Minha amada pequenina,
Cabe dentro de um dedal.
Como folhas de alfinete
Num carrinho de cristal.
O alfinete a que ele se refere, informa Dona Lindú,
é uma espécie de planta de folhas delgadas, sempre verdes. Verdíssimas, e
espetam-nos quando as tocamos.
O poeta apaixonou-se, também, por Dona Lindú, porem
sobre isto ela não diz nada. Seus irmãos desaprovaram, por que ela era quase
uma menina, revela Enói, sua filha, que frequentemente interrompe nossa
conversa, clamando para que sua mãe não me conte mais nada. Afirma e reafirma
que defunto velho fede. Dona Lindú, porém, continua respondendo às minhas
indagações sobre o poeta João Lins Caldas.
Sua mãe, Dona Fefa, era uma mulher muito distinta.
- Dona Lindú retoma o fio do relato. - Nascida em Goianinha, casou-se com
um assuense. Sofreu muito com o casamento. Dona Fefa me contou que em Bauru ele
foi noivo de uma moça chamada Enói, mas, por um motivo do qual não me lembro,
ou Dona Fefa fez segredo a respeito, acabou-se antes que chegassem a marcar a
data do casamento.
Maria Heloísa, casada com Antonio Félix, lhe dirá
muitas coisas interessantes que enriqueceriam a sua pesquisa de campo sobre o
nosso único gênio. Foi criada por Dona Fefa, uma alma boa que pousou na terra.

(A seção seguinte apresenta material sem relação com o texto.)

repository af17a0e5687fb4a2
pub mod adapters;
pub mod config;
pub mod error;
pub mod web;
//! services/api/src/web/rest.rs
//!
//! The master definition for the OpenAPI specification, aggregating every
//! handler and schema in the web layer.

use utoipa::OpenApi;

#[derive(OpenApi)]
#[openapi(
    paths(
        crate::web::auth::signup_handler,
        crate::web::auth::login_handler,
        crate::web::auth::logout_handler,
        crate::web::events::list_events_handler,
        crate::web::events::create_event_handler,
        crate::web::events::get_event_handler,
        crate::web::events::update_event_handler,
        crate::web::events::delete_event_handler,
        crate::web::events::close_event_handler,
        crate::web::events::export_event_handler,
        crate::web::events::event_stats_handler,
        crate::web::events::categories_handler,
        crate::web::records::add_record_handler,
        crate::web::records::update_record_handler,
        crate::web::records::delete_record_handler,
        crate::web::summary::generate_summary_handler,
        crate::web::summary::export_period_handler,
        crate::web::admin::list_users_handler,
        crate::web::admin::update_role_handler,
        crate::web::admin::delete_user_handler,
    ),
    components(schemas(
        crate::web::auth::SignupRequest,
        crate::web::auth::LoginRequest,
        crate::web::auth::AuthResponse,
        crate::web::events::EventDto,
        crate::web::events::EventRecordDto,
        crate::web::events::EventDetailDto,
        crate::web::events::StatsDto,
        crate::web::events::CreateEventRequest,
        crate::web::events::UpdateEventRequest,
        crate::web::records::AddRecordRequest,
        crate::web::records::UpdateRecordRequest,
        crate::web::summary::SummaryRequest,
        crate::web::summary::SummaryResponse,
        crate::web::admin::ProfileDto,
        crate::web::admin::UpdateRoleRequest,
    )),
    tags(
        (name = "Event Journal API", description = "API endpoints for the event journaling service.")
    )
)]
pub struct ApiDoc;
pub mod domain;
pub mod export;
pub mod period;
pub mod ports;

pub use domain::{
    AuthSession, Event, EventPatch, EventRecord, EventStats, EventStatus, EventWithRecords,
    NewEvent, NewEventRecord, PeriodEvent, PeriodRecord, Profile, Role, UserCredentials,
};
pub use period::PeriodKind;
pub use ports::{
    ClosureSummaryService, EventStore, PeriodSummaryService, PortError, PortResult,
    RecordSummaryService,
};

Maria Heloisa há de querer reverenciar sua memória, contando-lhe o que sabe...
Procure-a. Vá. Ela terá uma grande satisfação, recebendo-o em sua casa.

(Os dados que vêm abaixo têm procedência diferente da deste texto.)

//! Options for digesting, signing and verifying component versions.

use std::collections::BTreeSet;
use std::fmt;
use std::str::FromStr;
use std::sync::Arc;

use cvsign_core::descriptor::ComponentDescriptor;
use cvsign_core::NormalisationAlgorithm;

use crate::access::ComponentResolver;
use crate::certs::DistinguishedName;
use crate::digester::DigesterRegistry;
use crate::error::{SigningError, SigningResult};
use crate::hasher::{Hasher, Sha256Hasher};
use crate::keys::KeyRegistry;
use crate::registry::HandlerRegistry;
use crate::signer::Signer;
use crate::store::VerifiedStore;
use crate::timestamp::TimestampAuthority;

/// Where digests of referenced component versions are recorded.
#[derive(Debug, Clone, Copy, Default, PartialEq, Eq)]
pub enum DigestMode {
    /// On each reference element.
    #[default]
    Local,
    /// In the `nestedDigests` snapshot of the signed root.
    Top,
}

impl DigestMode {
    pub fn as_str(&self) -> &'static str {
        match self {
            Self::Local => "local",
            Self::Top => "top",
        }
    }

    /// Mode a descriptor was digested with, if its shape tells.
    pub fn infer(cd: &ComponentDescriptor) -> Option<Self> {
        if cd.nested_digests.is_some() {
            return Some(Self::Top);
        }
        if cd.component.references.iter().any(|r| r.digest.is_some()) {
            return Some(Self::Local);
        }
        None
    }
}

impl fmt::Display for DigestMode {
    fn fmt(&self, f: &mut fmt::Formatter<'_>) -> fmt::Result {
        f.write_str(self.as_str())
    }
}

impl FromStr for DigestMode {
    type Err = SigningError;

    fn from_str(s: &str) -> Result<Self, Self::Err> {
        match s.to_ascii_lowercase().as_str() {
            "local" => Ok(Self::Local),
            "top" => Ok(Self::Top),
            other => Err(SigningError::unsupported("digest mode", other)),
        }
    }
}

/// Configuration of one signing or verification run.
///
/// ```
/// use cvsign_signing::options::SigningOptions;
///
/// let opts = SigningOptions::new().verify_digests().update();
/// assert!(opts.complete().is_ok());
/// ```
#[derive(Clone)]
pub struct SigningOptions {
    pub(crate) signer: Option<Arc<dyn Signer>>,
    pub(crate) signature_name: Option<String>,
    pub(crate) verify_signature: bool,
    pub(crate) verify_digests: bool,
    pub(crate) update: bool,
    pub(crate) recursive: bool,
    pub(crate) digest_mode: Option<DigestMode>,
    pub(crate) hasher: Arc<dyn Hasher>,
    pub(crate) normalisation: NormalisationAlgorithm,
    pub(crate) issuer: Option<DistinguishedName>,
    pub(crate) resolver: Option<Arc<dyn ComponentResolver>>,
    pub(crate) skip_access_types: BTreeSet<String>,
    pub(crate) verified_store: Option<VerifiedStore>,
    pub(crate) tsa: Option<Arc<dyn TimestampAuthority>>,
    pub(crate) keys: KeyRegistry,
    pub(crate) registry: HandlerRegistry,
    pub(crate) digesters: DigesterRegistry,
}

impl Default for SigningOptions {
    fn default() -> Self {
        Self::new()
    }
}

impl fmt::Debug for SigningOptions {
    fn fmt(&self, f: &mut fmt::Formatter<'_>) -> fmt::Result {
        f.debug_struct("SigningOptions")
            .field("signer", &self.signer.as_ref().map(|s| s.algorithm().to_string()))
            .field("signature_name", &self.signature_name)
            .field("verify_signature", &self.verify_signature)
            .field("verify_digests", &self.verify_digests)
            .field("update", &self.update)
            .field("recursive", &self.recursive)
            .field("digest_mode", &self.digest_mode)
            .field("hasher", &self.hasher.algorithm())
            .field("normalisation", &self.normalisation)
            .field("issuer", &self.issuer)
            .field("skip_access_types", &self.skip_access_types)
            .finish_non_exhaustive()
    }
}

impl SigningOptions {
    /// Plain digest calculation with SHA-256 and `jsonNormalisation/v3`.
    pub fn new() -> Self {
        Self {
            signer: None,
            signature_name: None,
            verify_signature: false,
            verify_digests: false,
            update: false,
            recursive: false,
            digest_mode: None,
            hasher: Arc::new(Sha256Hasher),
            normalisation: NormalisationAlgorithm::default(),
            issuer: None,
            resolver: None,
            skip_access_types: BTreeSet::new(),
            verified_store: None,
            tsa: None,
            keys: KeyRegistry::new(),
            registry: HandlerRegistry::with_defaults(),
            digesters: DigesterRegistry::new(),
        }
    }

    /// Sign under `name`. Signing implies updating the descriptor.
    pub fn sign(mut self, signer: Arc<dyn Signer>, name: impl Into<String>) -> Self {
        self.signer = Some(signer);
        self.signature_name = Some(name.into());
        self.update = true;
        self
    }

    /// Sign under `name` with a registered signature algorithm.
    pub fn sign_with(self, algorithm: &str, name: impl Into<String>) -> SigningResult<Self> {
        let signer = self.registry.require_signer(algorithm)?;
        Ok(self.sign(signer, name))
    }

    /// Signature to verify (or replace), by name.
    pub fn signature_name(mut self, name: impl Into<String>) -> Self {
        self.signature_name = Some(name.into());
        self
    }

    pub fn verify_signature(mut self) -> Self {
        self.verify_signature = true;
        self
    }

    /// Recompute existing digests and fail on mismatch.
    pub fn verify_digests(mut self) -> Self {
        self.verify_digests = true;
        self
    }

    /// Write computed digests back to the component versions.
    pub fn update(mut self) -> Self {
        self.update = true;
        self
    }

    /// Sign referenced component versions, too.
    pub fn recursive(mut self) -> Self {
        self.recursive = true;
        self
    }

    pub fn digest_mode(mut self, mode: DigestMode) -> Self {
        self.digest_mode = Some(mode);
        self
    }

    pub fn hasher(mut self, hasher: Arc<dyn Hasher>) -> Self {
        self.hasher = hasher;
        self
    }

    /// Use a registered hash algorithm.
    pub fn hash_algorithm(self, algorithm: &str) -> SigningResult<Self> {
        let hasher = self.registry.require_hasher(algorithm)?;
        Ok(self.hasher(hasher))
    }

    pub fn normalisation(mut self, algorithm: NormalisationAlgorithm) -> Self {
        self.normalisation = algorithm;
        self
    }

    /// Constraint for the subject of certificates used to sign or verify.
    pub fn issuer(mut self, issuer: DistinguishedName) -> Self {
        self.issuer = Some(issuer);
        self
    }

    pub fn resolver(mut self, resolver: Arc<dyn ComponentResolver>) -> Self {
        self.resolver = Some(resolver);
        self
    }

    /// Mark resources with this access kind as excluded from signatures.
    pub fn skip_access_type(mut self, kind: impl Into<String>) -> Self {
        self.skip_access_types.insert(kind.into());
        self
    }

    pub fn verified_store(mut self, store: VerifiedStore) -> Self {
        self.verified_store = Some(store);
        self
    }

    pub fn timestamp_authority(mut self, tsa: Arc<dyn TimestampAuthority>) -> Self {
        self.tsa = Some(tsa);
        self
    }

    pub fn keys(mut self, keys: KeyRegistry) -> Self {
        self.keys = keys;
        self
    }

    pub fn registry(mut self, registry: HandlerRegistry) -> Self {
        self.registry = registry;
        self
    }

    pub fn digesters(mut self, digesters: DigesterRegistry) -> Self {
        self.digesters = digesters;
        self
    }

    pub fn is_signing(&self) -> bool {
        self.signer.is_some()
    }

    pub fn key_registry(&self) -> &KeyRegistry {
        &self.keys
    }

    pub fn handler_registry(&self) -> &HandlerRegistry {
        &self.registry
    }

    pub fn store(&self) -> Option<&VerifiedStore> {
        self.verified_store.as_ref()
    }

    /// Check the option combination.
    pub fn complete(&self) -> SigningResult<()> {
        if self.signer.is_some() {
            let name = self
                .signature_name
                .as_deref()
                .filter(|n| !n.is_empty())
                .ok_or_else(|| SigningError::config("signature name required for signing"))?;
            if self.keys.private_key(name).is_none() {
                return Err(SigningError::config(format!(
                    "no private key found for signature {name:?}"
                )));
            }
        }
        if self.recursive && self.signer.is_none() {
            return Err(SigningError::config("recursive requires signing"));
        }
        if self.verify_signature && self.signature_name.as_deref() == Some("") {
            return Err(SigningError::config("empty signature name"));
        }
        Ok(())
    }
}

Seu Caldas cultivava ódios tremendos daqueles que
ele julgava os ladrões de sua obra poética. Muitas vezes eu o ouvi dizer que
mataria o pai de Elenir por sua obra. Ele, se podemos dizer desta forma, fez o
voto da literatura, para servi-la com devoção e sem salário.

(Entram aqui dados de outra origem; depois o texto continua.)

#[test]
fn test_nested_error_carries_path() {
    let repo = InMemoryRepository::new();
    add_component(&repo, "acme.org/b", &["acme.org/missing"]);
    add_component(&repo, "acme.org/a", &["acme.org/b"]);

    let err = run(
        &repo,
        "acme.org/a",
        &SigningOptions::new().resolver(Arc::new(repo.clone())),
    )
    .unwrap_err();
    assert!(err
        .to_string()
        .starts_with("acme.org/a:v1->acme.org/b:v1: failed resolving component reference"));
}

#[test]
fn test_reference_cycle() {
    let repo = InMemoryRepository::new();
    add_component(&repo, "acme.org/a", &["acme.org/b"]);
    add_component(&repo, "acme.org/b", &["acme.org/a"]);

    let err = run(
        &repo,
        "acme.org/a",
        &SigningOptions::new().resolver(Arc::new(repo.clone())),
    )
    .unwrap_err();
    assert!(matches!(err.root_cause(), SigningError::Cycle { .. }));
    assert!(err
        .to_string()
        .ends_with("component version cycle detected: acme.org/a:v1->acme.org/b:v1->acme.org/a:v1"));
}

#[test]
fn test_diamond_is_processed_once() {
    let repo = InMemoryRepository::new();
    add_component(&repo, "acme.org/d", &[]);
    add_component(&repo, "acme.org/b", &["acme.org/d"]);
    add_component(&repo, "acme.org/c", &["acme.org/d"]);
    add_component(&repo, "acme.org/a", &["acme.org/b", "acme.org/c"]);

    let mut printer = StringPrinter::new();
    let mut state = WalkingState::new();
    let mut cv = repo.lookup("acme.org/a", "v1").unwrap();
    let p: &mut dyn Printer = &mut printer;
    apply(
        Some(p),
        Some(&mut state),
        &mut cv,
        &SigningOptions::new().resolver(Arc::new(repo.clone())),
    )
    .unwrap();

    assert_eq!(
        state.visited(),
        vec![
            nv("acme.org/a"),
            nv("acme.org/b"),
            nv("acme.org/c"),
            nv("acme.org/d")
        ]
    );
    let output = printer.output();
    assert_eq!(
        output
            .matches("applying to version \"acme.org/d:v1\"")
            .count(),
        1
    );
    assert!(output.contains("  no digest found for \"acme.org/b:v1\"\n"));
    assert!(output.contains(
        "    applying to version \"acme.org/d:v1\"[acme.org/a:v1->acme.org/b:v1->acme.org/d:v1]...\n"
    ));
    assert!(state.digest(&nv("acme.org/d")).is_some());
}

Seu Caldas deixou vários sobrinhos. Waldir, Nair,
Alaíde, Jûnade, José Wilson, Moacir, Hebe, aliás, muito bonita; casou-se com um
Serejo de Macau. Hermelinda, mulher de seu Lins e cunhada de Seu Caldas, era
filha de um Rufino que existiu aqui e foi criada por meu pai, Oswaldo Justino
de Oliveira. Papai era primo de Câmara Cascudo.
Rufino inspirou a Seu Caldas um belo poema. Eu não
sei se ainda me lembro de alguns versos. Vou dizê-lo em prosa. Sua amiga, Dona
Gena, deve ter uma cópia manuscrita...
“Despediu-se no ano de 1956, a morte o levando no
dia do aniversário de Zálix e de Dona Idalina.
– Tantas noites, hora e minuto talvez de quando
nascia, parede e meia com a minha casa, Célia Maria, única entre cinco irmãos,
filhinha do casal Floriano e Dorinha Dantas...”
É um poema muito longo. Não quero cansá-lo...
Sua poesia causava estranheza e inveja. Mais que a
aparência desleixada, causava estranheza e inveja a sua poesia que nos parece
feita de relâmpagos. Eu tenho na ponta da língua um poema curto dele, um poema
que contém em potencia algo terrível. Talvez você queira ouvi-lo da boca dessa
sua velha amiga. É assim:
Sentiu na carne a sua deprimente pobreza
Nos olhos, na cara toda.
E era a pobreza.
Nada da vida lhe sorria em torno.
E era assim essa mal posta mesa.
Um dia, na avareza,
Os homens lhe consumiram toda essa sua tão pequena
riqueza...
– Vamos, está posta a mesa...
E tudo foi essa miséria toda.
Caldas não fez poesia para qualquer leitor,
ressalta a velha senhora, pensativa. Nota-se, em tudo o que escreveu e viveu um
grande mistério. Um acontecimento que não alcançamos. Algo cifrado ao
entendimento. O mistério da poesia...
*Franklin Jorge - Escritor.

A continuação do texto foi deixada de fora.